With the return of students to campus, the Drake University Counseling Center is helping students manage their mental health during a time of increased stress and uncertainty caused by the COVID-19 pandemic and other stressors. stress.

“I think the students are really overwhelmed and feeling tired from the pandemic,” said Danielle Green, director of the Drake University counseling center. “Many students shared that they felt exhausted from being around people on a regular basis.
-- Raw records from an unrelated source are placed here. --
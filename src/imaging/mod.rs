//! Image processing: pure Rust, no system libraries.
//!
//! | Operation | Crate / function |
//! |---|---|
//! | **Decode / encode** | `image` (JPEG, PNG) |
//! | **Copyright** | `kamadak-exif` |
//! | **Small** | `DynamicImage::resize` after [`fit_within`] |
//! | **Thumbnail** | [`select_crop`] + `crop_imm` + `resize_exact` |
//!
//! The module is split into:
//! - **Calculations**: Pure functions for dimension math (unit testable)
//! - **Parameters**: Encoding quality and resampling filter
//! - **Crop**: Saliency-scored window search for thumbnails
//! - **Backend**: [`ImageBackend`] trait + [`RustBackend`]

pub mod backend;
mod calculations;
pub mod crop;
mod params;
pub mod rust_backend;

pub use backend::{BackendError, DecodedImage, ImageBackend};
pub use calculations::{fit_within, largest_aspect_window};
pub use crop::{CropError, CropRect, CropSettings, select_crop};
pub use params::{Quality, ResampleFilter};
pub use rust_backend::RustBackend;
Many of us have also experienced trauma associated with the pandemic, so people are feeling extremely overwhelmed right now. “

Drake, Kamila Sadko, said she suffered a personal trauma from COVID-19 last year.
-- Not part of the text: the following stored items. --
//! Image codec backend trait and shared types.
//!
//! The [`ImageBackend`] trait defines the three capabilities the derivative
//! builder needs from the outside world: decode bytes into pixels, encode
//! pixels back into bytes, and read the copyright string from embedded
//! metadata. Resizing and cropping are plain pixel operations and stay out of
//! the trait.
//!
//! The production implementation is
//! [`RustBackend`](super::rust_backend::RustBackend): the `image` crate for
//! codecs and `kamadak-exif` for metadata.

use super::params::Quality;
use image::{DynamicImage, ImageFormat};
use thiserror::Error;

#[derive(Error, Debug)]
pub enum BackendError {
    #[error("Decode failed: {0}")]
    Decode(String),
    #[error("Encode failed: {0}")]
    Encode(String),
    #[error("Unsupported output format: {0:?}")]
    UnsupportedFormat(ImageFormat),
}

/// Result of a decode: pixels plus the container format they came from.
///
/// Derivatives are always encoded back into `format`.
#[derive(Debug, Clone)]
pub struct DecodedImage {
    pub image: DynamicImage,
    pub format: ImageFormat,
}

/// Trait for image codec backends.
///
/// `Sync` so a single backend can be shared by every rayon worker.
pub trait ImageBackend: Sync {
    /// Decode raw file bytes, detecting the format from content.
    fn decode(&self, bytes: &[u8]) -> Result<DecodedImage, BackendError>;

    /// Encode pixels into `format`. Formats outside the supported set are an error.
    fn encode(
        &self,
        image: &DynamicImage,
        format: ImageFormat,
        quality: Quality,
    ) -> Result<Vec<u8>, BackendError>;

    /// Copyright string from embedded EXIF, if present and parseable.
    fn read_copyright(&self, bytes: &[u8]) -> Option<String>;
}

#[cfg(test)]
pub mod tests {
    use super::*;
    use image::RgbImage;
    use std::sync::Mutex;

    /// Mock backend that fabricates decoded images and records encodes.
    /// Uses Mutex (not RefCell) so it is Sync and works with rayon's par_iter.
    ///
    /// Bytes starting with `b"corrupt"` fail to decode. Anything else decodes
    /// to a gray image of `dimensions` tagged with `format`.
    pub struct MockBackend {
        pub dimensions: (u32, u32),
        pub format: ImageFormat,
        pub copyright: Option<String>,
        pub operations: Mutex<Vec<RecordedOp>>,
    }

    #[derive(Debug, Clone, PartialEq)]
    pub enum RecordedOp {
        Decode,
        Encode {
            width: u32,
            height: u32,
            format: ImageFormat,
        },
    }

    impl MockBackend {
        pub fn new(dimensions: (u32, u32)) -> Self {
            Self {
                dimensions,
                format: ImageFormat::Jpeg,
                copyright: None,
                operations: Mutex::new(Vec::new()),
            }
        }

        pub fn with_format(mut self, format: ImageFormat) -> Self {
            self.format = format;
            self
        }

        pub fn with_copyright(mut self, copyright: &str) -> Self {
            self.copyright = Some(copyright.to_string());
            self
        }

        pub fn get_operations(&self) -> Vec<RecordedOp> {
            self.operations.lock().unwrap().clone()
        }

        pub fn encode_count(&self) -> usize {
            self.get_operations()
                .iter()
                .filter(|op| matches!(op, RecordedOp::Encode { .. }))
                .count()
        }
    }

    impl ImageBackend for MockBackend {
        fn decode(&self, bytes: &[u8]) -> Result<DecodedImage, BackendError> {
            self.operations.lock().unwrap().push(RecordedOp::Decode);
            if bytes.starts_with(b"corrupt") {
                return Err(BackendError::Decode("mock corrupt input".into()));
            }
            let (w, h) = self.dimensions;
            Ok(DecodedImage {
                image: DynamicImage::ImageRgb8(RgbImage::from_pixel(
                    w,
                    h,
                    image::Rgb([128, 128, 128]),
                )),
                format: self.format,
            })
        }

        fn encode(
            &self,
            image: &DynamicImage,
            format: ImageFormat,
            _quality: Quality,
        ) -> Result<Vec<u8>, BackendError> {
            if !matches!(format, ImageFormat::Jpeg | ImageFormat::Png) {
                return Err(BackendError::UnsupportedFormat(format));
            }
            self.operations.lock().unwrap().push(RecordedOp::Encode {
                width: image.width(),
                height: image.height(),
                format,
            });
            Ok(format!("{}x{}", image.width(), image.height()).into_bytes())
        }

        fn read_copyright(&self, _bytes: &[u8]) -> Option<String> {
            self.copyright.clone()
        }
    }

    #[test]
    fn mock_decodes_to_configured_dimensions() {
        let backend = MockBackend::new((640, 480));
        let decoded = backend.decode(b"anything").unwrap();
        assert_eq!(decoded.image.width(), 640);
        assert_eq!(decoded.image.height(), 480);
        assert_eq!(decoded.format, ImageFormat::Jpeg);
        assert_eq!(backend.get_operations(), vec![RecordedOp::Decode]);
    }

    #[test]
    fn mock_rejects_corrupt_bytes() {
        let backend = MockBackend::new((10, 10));
        assert!(matches!(
            backend.decode(b"corrupt data"),
            Err(BackendError::Decode(_))
        ));
    }

    #[test]
    fn mock_records_encodes() {
        let backend = MockBackend::new((10, 10));
        let img = DynamicImage::ImageRgb8(RgbImage::new(4, 3));
        backend
            .encode(&img, ImageFormat::Png, Quality::default())
            .unwrap();
        assert_eq!(
            backend.get_operations(),
            vec![RecordedOp::Encode {
                width: 4,
                height: 3,
                format: ImageFormat::Png
            }]
        );
        assert_eq!(backend.encode_count(), 1);
    }
}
“I had COVID last June so my lungs are damaged and I’m more at risk of getting it,” Sadko said.

Sadko said she believed she would be returning to campus for her final year and that things would be relatively normal, but the reality was not what she expected.

“It’s been a little stressful, especially with the students and some people not taking it as seriously as they could,” Sadko said. “I wouldn’t mind coming back online if it stays like this, [with] cases continue to increase.

Kevin Sandifer, a graphic design major and senior, said he felt safe in the measures Drake has put in place to fight COVID-19.

“I live alone and everyone is masked, for the most part,” Sandifer said. “I see the number of students getting the shots and everything, and the percentage was pretty high, so I would mentally say I’m comfortable enough to come back to Drake and continue my education.”

Despite their differing views on how COVID-19 is handled by the Drake community, Sadko and Sandifer agreed that mental health more than ever deserves to be taken seriously.

“I think it’s a big deal,” Sandifer said. “If you can’t mentally focus on your game, you won’t do your best, you won’t be at your peak, you won’t do what you need to do.”

Sadko said the medical community and the United States as a whole need to do a better job of taking mental health seriously.

“I feel like we as a country don’t take it as seriously as other health issues,” Sadko said. “There are a lot of people who have a hard time getting diagnosed, especially women and minorities, because they are seen as overkill. “

In order for students to respond to their mental health issues, Green said, they must first recognize that their mental health is being affected.

“I think the students are trying to ignore that they are having a hard time and that is making it worse,” Green said.

Green said students would already feel much better if they prioritized personal care, such as journaling, eating and drinking enough, and getting enough sleep. Another way for students to manage their mental health is to take advantage of Drake’s mental health resources.

“Drake started creating opportunities for Drake students to connect with counseling, have mental health days and also create spaces for people to connect on campus,” Green said. . “Drake is currently working on lowering expectations of being busy and focusing on balance and well-being, which the university had not addressed before.”

The counseling center is located at 3116 Carpenter Ave. Students can make an in-person or virtual appointment with the counseling center by filling out a digital form on the center’s page on the Drake University website or by calling 515-271-3864.